Un sourire malicieux sur les lèvres. Un regard qui trahit avant même les premières paroles échangées une rare intelligence. Une humilité sincère empreinte du souvenir d’une enfance modeste en Bretagne. Peu de temps après la sortie de son dernier opus la forêt des 29, Irène Frain, romancière de talent et infatigable globe-trotteuse, nous recevait dans l’intimité de son salon parisien pour parler de vin et de gastronomie.
CVF : Vous avez récemment présidé l’un des jurys des Journées Nationales du Livre et du Vin à Saumur, quel rapport entretenez-vous avec le vin ?
C’est mon père qui m’a initié au vin en nous servant les jours de fête un muscadet pour accompagner les huîtres de Belon. Mais c’est mon mari qui me l’a fait découvrir et apprécier : dans les années 1970, je me souviens ainsi que nous étions partis en dégustation dans la Loire à la découverte des vouvray, et à l’époque notre choix s’était porté sur le domaine Huet, alors peu connu. Je ne prétends pas être une spécialiste, mais je bois ce que j’aime : c’est avant tout le plaisir du goût que je recherche dans un vin, dans un plat ou dans leur association. J’aime manger un bon cassoulet avec un vin de Cahors, du chocolat avec un banyuls ou un porto, un curry avec un crozes-hermitage ou encore des biscuits à la cuiller avec du monbazillac.

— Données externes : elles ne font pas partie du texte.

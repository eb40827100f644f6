//! Session faults and their host-visible diagnostics.

use gatekeeper_core::codec::CodecError;
use gatekeeper_core::wire::{DeviceMessage, ErrorCode};
use thiserror::Error;

use crate::pipeline::PipelineError;

/// Everything that can end a session early.
#[derive(Debug, Clone, PartialEq, Eq, Error)]
pub enum Fault {
    #[error("authentication failed (timed out: {timed_out})")]
    AuthFailure { timed_out: bool },

    #[error("threat detected by pre-scan")]
    ThreatDetected,

    #[error("drive read failed: {0}")]
    ReadFailure(String),

    #[error("crypto failure: {0}")]
    CryptoFailure(String),

    #[error("framing error on host link: {0}")]
    FramingError(CodecError),

    #[error("protocol violation: {0}")]
    ProtocolViolation(String),

    #[error("drive removed")]
    DriveRemoved,

    #[error("host requested cut")]
    HostCut,

    #[error("host did not answer the final hash in time")]
    DecisionTimeout,

    #[error("host link failed: {0}")]
    LinkFailure(String),
}

impl Fault {
    /// Framing errors and protocol violations are reported but do not end
    /// the session. Everything else cuts the relay.
    pub fn is_session_fatal(&self) -> bool {
        !matches!(self, Self::FramingError(_) | Self::ProtocolViolation(_))
    }

    /// Line sent to the host before `ACTION:RELAY_CUT`, if any.
    pub fn diagnostic(&self) -> Option<DeviceMessage> {
        match self {
            Self::AuthFailure { .. } => Some(DeviceMessage::AuthFail),
            Self::ThreatDetected => Some(DeviceMessage::Threat),
            Self::ReadFailure(_) => Some(DeviceMessage::Error(ErrorCode::Read)),
            Self::CryptoFailure(_) => Some(DeviceMessage::Error(ErrorCode::Crypto)),
            Self::FramingError(_) | Self::ProtocolViolation(_) => {
                Some(DeviceMessage::Error(ErrorCode::Protocol))
            }
            Self::DriveRemoved => Some(DeviceMessage::UsbRemoved),
            Self::HostCut => None,
            Self::DecisionTimeout => Some(DeviceMessage::Error(ErrorCode::Timeout)),
            // Best effort; the link is probably gone.
            Self::LinkFailure(_) => Some(DeviceMessage::Error(ErrorCode::Link)),
        }
    }
}

impl From<PipelineError> for Fault {
    fn from(e: PipelineError) -> Self {
        match e {
            PipelineError::ChunkTooLarge { .. } => Self::ReadFailure(e.to_string()),
            other => Self::CryptoFailure(other.to_string()),
        }
    }
}
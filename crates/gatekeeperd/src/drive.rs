//! Mass-storage drive backed by a block device or image file.

use std::fs::File;
use std::io::Read;
use std::path::PathBuf;

use gatekeeper_services::{ChunkRead, Drive, ReadError};

pub struct ImageDrive {
    path: PathBuf,
    file: Option<File>,
}

impl ImageDrive {
    pub fn new(path: impl Into<PathBuf>) -> Self {
        Self {
            path: path.into(),
            file: None,
        }
    }
}

impl Drive for ImageDrive {
    fn is_present(&mut self) -> bool {
        let present = self.path.exists();
        if !present {
            self.file = None;
        }
        present
    }

    fn rewind(&mut self) -> Result<(), ReadError> {
        self.file = Some(File::open(&self.path)?);
        tracing::debug!(path = %self.path.display(), "drive opened");
        Ok(())
    }

    fn read_next_chunk(&mut self, max: usize) -> Result<ChunkRead, ReadError> {
        let file = self.file.as_mut().ok_or(ReadError::NotReady)?;
        let mut chunk = vec![0u8; max];
        let mut filled = 0;
        while filled < max {
            let n = file.read(&mut chunk[filled..])?;
            if n == 0 {
                break;
            }
            filled += n;
        }
        if filled == 0 {
            self.file = None;
            return Ok(ChunkRead::EndOfFile);
        }
        chunk.truncate(filled);
        Ok(ChunkRead::Data(chunk))
    }
}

CVF : Est-ce que vous avez des vins de prédilection ?
En Champagne, je garde un souvenir mémorable d’une verticale de Krug. J’aime aussi beaucoup la maison Taittinger, particulièrement les vieux millésimes de la cuvée Comtes de Champagne. En Bordeaux, j’aime beaucoup Cos d’Estournel, peut-être parce que c’est longtemps resté un vin très lié à l’Inde (ndlr : l’Inde a toujours fascinée Irène Frain) où il était exporté au XIXème siècle. On l’appelait même le Maharadjah à cette époque. J’apprécie aussi le Château la Lagune. L’été, j’aime boire des rosés d’Azay-le-Rideau ou des vouvrays pétillants.
CVF : Quel rapport le vin entretient-il avec votre œuvre et plus généralement avec la littérature selon vous ?
Certains de mes livres parlent de vin, c’est le cas d’Au Royaume des Femmes qui retrace en partie les pérégrinations de Joseph Rock, botaniste, explorateur et géographe sur lequel je me suis beaucoup renseigné. Lorsqu’il a voyagé au Tibet notamment, il avait emmené de grands bordeaux et champagnes dans ses paquets. Je crois en fait que c’est l’art qui réunit vin et littérature : l’écriture est aussi un phénomène de distillation qui vise à retirer la quintessence des choses. Comme le vin, elle est sujette à maturation : il y a des livres qui se lisent jeunes et d’autres qu’il faut savoir attendre.